Getting ready for a holiday party should be fun but, with so many things to worry about, it’s not surprising that it can also be stressful. How much ice will you need? How many bottles of wine should you buy and what kinds? How about glassware, and napkins, oh and garbage bags? There are plenty of details to remember. Can it be any easier? Please!
For getting your wines all lined up in row, read on for our party planning trips.
How many bottles do I need?
Before you plan your wine-buying you might want to think about what sort of menu you’ll be planning. Changing up your menu, or even your style of service, should influence your wine selection. We can start with how many bottles you may need. For a regular party, you should figure on two drinks per person for the first hour and then one additional drink per person for each additional hour.
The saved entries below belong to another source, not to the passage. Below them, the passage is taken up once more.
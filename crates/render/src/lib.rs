//! Grid Thumbnail Render Library
//!
//! Tile geometry for the thumbnail grid and the crop-and-scale renderer that
//! turns the shared source image into one thumbnail per grid cell.

pub mod geometry;
pub mod source;
pub mod thumbnail;

pub use geometry::{compute_pixel_target, compute_tile_side, GeometryError, PixelTarget, TileGeometry};
pub use source::{SourceError, SourceImage};
pub use thumbnail::{
    ImageThumbnailRenderer, RenderError, RenderResult, Thumbnail, ThumbnailRender,
    DEFAULT_MAX_SURFACE_PIXELS,
};

/// Orientation metadata carried from the source image to every thumbnail.
pub use image::metadata::Orientation;
//! Visibility dispatcher
//!
//! Called by the grid for every cell about to appear. A cell whose thumbnail
//! is cached is filled on the spot; otherwise one render job per index is
//! queued, and when it finishes the result is cached and handed to every cell
//! still waiting for it, on the presentation thread.
//!
//! Render workers only hold a weak reference to the dispatcher, so tearing the
//! dispatcher down turns outstanding work into stale completions instead of
//! keeping the pipeline alive.

use crate::cell::GridCell;
use crate::error::{DispatchError, DispatchResult};
use crate::layout::{GridLayout, LayoutChange};
use gridthumb_cache::{GridIndex, ThumbnailCache};
use gridthumb_render::{PixelTarget, RenderError, SourceImage, Thumbnail, ThumbnailRender};
use gridthumb_scheduler::{
    CancellationToken, Job, JobExecutor, JobId, JobPriority, JobScheduler, PresentationHandle,
};
use parking_lot::{Mutex, RwLock};
use std::collections::HashMap;
use std::sync::{Arc, Weak};
use tracing::{debug, trace, warn};

/// How a cell-display event was served
#[derive(Debug, Clone, Copy, PartialEq, Eq)]
pub enum DisplayOutcome {
    /// Bound synchronously from the cache
    CacheHit,

    /// A new render job was queued
    Scheduled(JobId),

    /// The cell joined a render already in flight for its index
    Joined(JobId),
}

/// Counters for dispatcher activity
#[derive(Debug, Clone, Default, PartialEq, Eq)]
pub struct DispatchStats {
    /// Display events served from the cache
    pub cache_hits: u64,

    /// Render jobs queued (visible and prefetch)
    pub renders_scheduled: u64,

    /// Display events that attached to a render already in flight
    pub requests_joined: u64,

    /// Renders that produced a thumbnail
    pub renders_succeeded: u64,

    /// Renders that failed
    pub renders_failed: u64,

    /// Renders cancelled before they produced a result
    pub renders_cancelled: u64,

    /// Cells that received a rendered thumbnail
    pub cells_bound: u64,

    /// Results dropped because their cell had been recycled
    pub stale_completions: u64,
}

/// Result of a viewport width update
#[derive(Debug, Clone, PartialEq)]
pub struct ViewportUpdate {
    /// Effect on the tile geometry
    pub change: LayoutChange,

    /// Jobs dropped because they rendered at the previous size
    pub cancelled: usize,

    /// Jobs re-queued at the new size because cells were waiting on them
    pub resubmitted: usize,
}

#[derive(Debug)]
struct Waiter {
    cell: GridCell,
    generation: u64,
}

#[derive(Debug)]
struct InFlight {
    job_id: JobId,
    priority: JobPriority,
    target: PixelTarget,
    waiters: Vec<Waiter>,
}

impl InFlight {
    fn attach(&mut self, cell: &GridCell, generation: u64) {
        match self.waiters.iter_mut().find(|waiter| waiter.cell.same_cell(cell)) {
            Some(waiter) => waiter.generation = generation,
            None => self.waiters.push(Waiter {
                cell: cell.clone(),
                generation,
            }),
        }
    }
}

struct DispatchState {
    source: Arc<SourceImage>,
    renderer: Arc<dyn ThumbnailRender>,
    cache: Arc<ThumbnailCache>,
    scheduler: Arc<JobScheduler>,
    presentation: PresentationHandle,
    // Lock order: in_flight before layout
    layout: RwLock<GridLayout>,
    in_flight: Mutex<HashMap<GridIndex, InFlight>>,
    stats: Mutex<DispatchStats>,
}

impl DispatchState {
    /// Cached thumbnail for `index`, if it was rendered at `target`
    fn lookup(&self, index: GridIndex, target: PixelTarget) -> Option<Thumbnail> {
        let thumbnail = self.cache.get(index)?;
        if thumbnail.matches_target(target) {
            Some(thumbnail)
        } else {
            trace!(index, "cached thumbnail has a stale size");
            None
        }
    }

    fn submit(&self, priority: JobPriority, index: GridIndex, target: PixelTarget) -> JobId {
        let (job_id, _token) = self.scheduler.submit(priority, index, target);
        self.stats.lock().renders_scheduled += 1;
        job_id
    }

    /// Move a queued prefetch ahead of other prefetches
    fn promote(&self, index: GridIndex, entry: &mut InFlight) {
        if entry.priority == JobPriority::Visible {
            return;
        }
        if self.scheduler.cancel_if_queued(entry.job_id) {
            entry.job_id = self.submit(JobPriority::Visible, index, entry.target);
            debug!(index, job_id = entry.job_id, "promoted prefetch to visible");
        }
        entry.priority = JobPriority::Visible;
    }

    /// Worker side: render one job and publish the result
    fn run(self: &Arc<Self>, job: &Job, token: &CancellationToken) {
        let device_scale = self.layout.read().device_scale();
        let result = self.renderer.render(&self.source, job.target, device_scale);

        if token.is_cancelled() {
            trace!(index = job.index, job_id = job.id, "render cancelled, discarding result");
            return;
        }

        match result {
            Ok(thumbnail) => self.complete(job, thumbnail),
            Err(error) => self.fail(job, error),
        }
    }

    fn complete(self: &Arc<Self>, job: &Job, thumbnail: Thumbnail) {
        self.cache.put(job.index, thumbnail.clone());

        let mut in_flight = self.in_flight.lock();
        let waiters = take_entry(&mut in_flight, job)
            .map(|entry| entry.waiters)
            .unwrap_or_default();
        self.stats.lock().renders_succeeded += 1;
        debug!(index = job.index, job_id = job.id, waiters = waiters.len(), "thumbnail rendered");

        if waiters.is_empty() {
            return;
        }

        // Posted while in_flight is held so an idle check never sees the
        // entry gone before its completion is queued
        let state = Arc::downgrade(self);
        let index = job.index;
        let posted = self.presentation.post(move || {
            if let Err(error) = deliver(&state, index, thumbnail, waiters) {
                trace!(%error, "dropping completion");
            }
        });
        if !posted {
            trace!(index, "presentation queue closed, dropping completion");
        }
    }

    fn fail(&self, job: &Job, error: RenderError) {
        warn!(index = job.index, job_id = job.id, %error, "thumbnail render failed");

        let mut in_flight = self.in_flight.lock();
        take_entry(&mut in_flight, job);
        self.stats.lock().renders_failed += 1;
    }
}

/// Remove the in-flight entry for `job`, unless a newer job replaced it
fn take_entry(in_flight: &mut HashMap<GridIndex, InFlight>, job: &Job) -> Option<InFlight> {
    match in_flight.get(&job.index) {
        Some(entry) if entry.job_id == job.id => in_flight.remove(&job.index),
        _ => None,
    }
}

fn run_job(state: &Weak<DispatchState>, job: &Job, token: &CancellationToken) {
    match state.upgrade() {
        Some(state) => state.run(job, token),
        None => trace!(index = job.index, job_id = job.id, "pipeline torn down, dropping render"),
    }
}

/// Presentation side: bind a finished thumbnail to the cells that asked for it
fn deliver(
    state: &Weak<DispatchState>,
    index: GridIndex,
    thumbnail: Thumbnail,
    waiters: Vec<Waiter>,
) -> DispatchResult<usize> {
    let state = state
        .upgrade()
        .ok_or(DispatchError::StaleCompletion { index })?;

    let requested = waiters.len();
    let bound = waiters
        .into_iter()
        .filter(|waiter| waiter.cell.bind(index, waiter.generation, thumbnail.clone()))
        .count();

    let mut stats = state.stats.lock();
    stats.cells_bound += bound as u64;
    stats.stale_completions += (requested - bound) as u64;

    if bound == 0 {
        Err(DispatchError::StaleCompletion { index })
    } else {
        Ok(bound)
    }
}

/// Routes cell-display events to the cache or the render queue
pub struct VisibilityDispatcher {
    state: Arc<DispatchState>,
}
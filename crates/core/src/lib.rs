//! Grid Thumbnail Core Library
//!
//! Connects a virtualized grid to the thumbnail cache and the render workers.
//!
//! The grid reports viewport widths and cell visibility; the pipeline answers
//! from the cache when it can, renders off the presentation thread when it
//! cannot, and binds every finished thumbnail to the cell that asked for it,
//! provided the cell still shows the same index.
//!
//! # Example
//!
//! ```no_run
//! use gridthumb_core::{GridCell, PipelineConfig, ThumbnailPipeline};
//! use gridthumb_render::SourceImage;
//! use std::sync::Arc;
//! use std::time::Duration;
//!
//! # fn main() -> Result<(), Box<dyn std::error::Error>> {
//! let source = Arc::new(SourceImage::open("photo.jpg")?);
//! let config = PipelineConfig::load(None)?.with_device_scale(3.0);
//! let pipeline = ThumbnailPipeline::new(source, &config);
//!
//! pipeline.viewport_did_change(390.0)?;
//!
//! let cell = GridCell::new();
//! pipeline.on_cell_will_display(42, &cell)?;
//! pipeline.run_until_idle(Duration::from_secs(5));
//! assert!(cell.is_filled());
//! # Ok(())
//! # }
//! ```

pub mod cell;
pub mod config;
pub mod dispatcher;
pub mod error;
pub mod layout;
pub mod pipeline;

pub use cell::GridCell;
pub use config::{ConfigError, PipelineConfig};
pub use dispatcher::{DispatchStats, DisplayOutcome, ViewportUpdate, VisibilityDispatcher};
pub use error::{DispatchError, DispatchResult};
pub use layout::{GridLayout, LayoutChange};
pub use pipeline::{PipelineStats, ThumbnailPipeline};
For example, if you’ll only be serving wine to your guests and there will be 24 guests joining you for four hours you’re looking at a total of 24x5 = 120 drinks, which is about 24 bottles of wine. An easy number to use since you can buy a case each of two wines and be done with it.
Keeping it simple for hors d’oeuvres
If you are keeping things simple, think about keeping the wine selection simple. I would focus on having no more than three wines: a white, a red, and a sparkler. In truth, for a casual get-together like this, especially around the holidays, you might even forgo the white and settle in with a nice sparkling wine and a lighter styled red like a moderately priced Pinot Noir or Chianti.
If there’s going to be more than a little cheese though, you might want to add that white wine back in. In general, white wines tend to be easier to pair with cheese.
Serving a buffet
If you’re planning on a buffet you can go with the standard wine pairing rules. White wines do go with white-fleshed meats like poultry, fish and pork -- though some preparations might make a red more appropriate. Conversely, red wines do go with red meats, so don’t be afraid to make pairings by that old rule of thumb. The only other point to keep in mind is that successful wine and food pairings generally match items of similar weight and intensity.
So, if you’re serving beef, a red is appropriate, though a simple roasted filet will be better paired with lighter-styled red than beef stew or a blackened steak, for example. One last point here is that if your buffet is casual, it can present some logistical problems, so keeping the wine selections simple can help everyone out.
Will it be a seated dinner?
If you are serving a plated meal, you have a lot more flexibility in wine pairings as you not only know what you’re serving but also when you're serving it. A rule of thumb to successful wine dinners is to increase intensity as you go. That means serving a light white and the accompanying food before a heavy white, or a light red for that matter.
That last part might surprise some people, but I find that alternating white and red courses early on in the meal can make it more exciting. I love to have a light white, followed by a light red, which then leads into a richer white. The increased contrast between the wines in this sequence can be surprising and seems to highlight the best qualities of each.
How many glasses will I need?
This is a great question and one that may change depending on the style of service. You don’t want to have exactly the right number of glasses; some might break, some might get misplaced. To be safe, add in an extra 30% to your glassware requirements. So, for 24 guests you should have at least 32 glasses.
This is true if you’re having a buffet or a mingling party; people will likely only need a single glass. If you’re having a sit-down dinner party you might want to consider having the appropriate glasses for each wine flight. In this case it’s good to have a back-up or two for each style of glass, though with everyone seated, the chances of breakage are less than with a mingling group.
Chilling Champagne or wine quickly
Caught out with a warm bottle? Here's what you do to get it chilled quickly: Grab a bucket and plant your bottle in the center, add a layer of ice around the base of the bottle and cover the ice with a few tablespoons of salt; keep repeating, alternating layers of ice and salt until the bucket is full. Now fill the bucket with cold water. The salt will drop the temperature of the water well below freezing, providing you with the rapid cooling you need. Give the bottle a few gentle spins every few minutes to help even out the cooling effects. Your bubbly should be ready to pop in 15 minutes.
Happy holidays to all the great hosts and guests out there!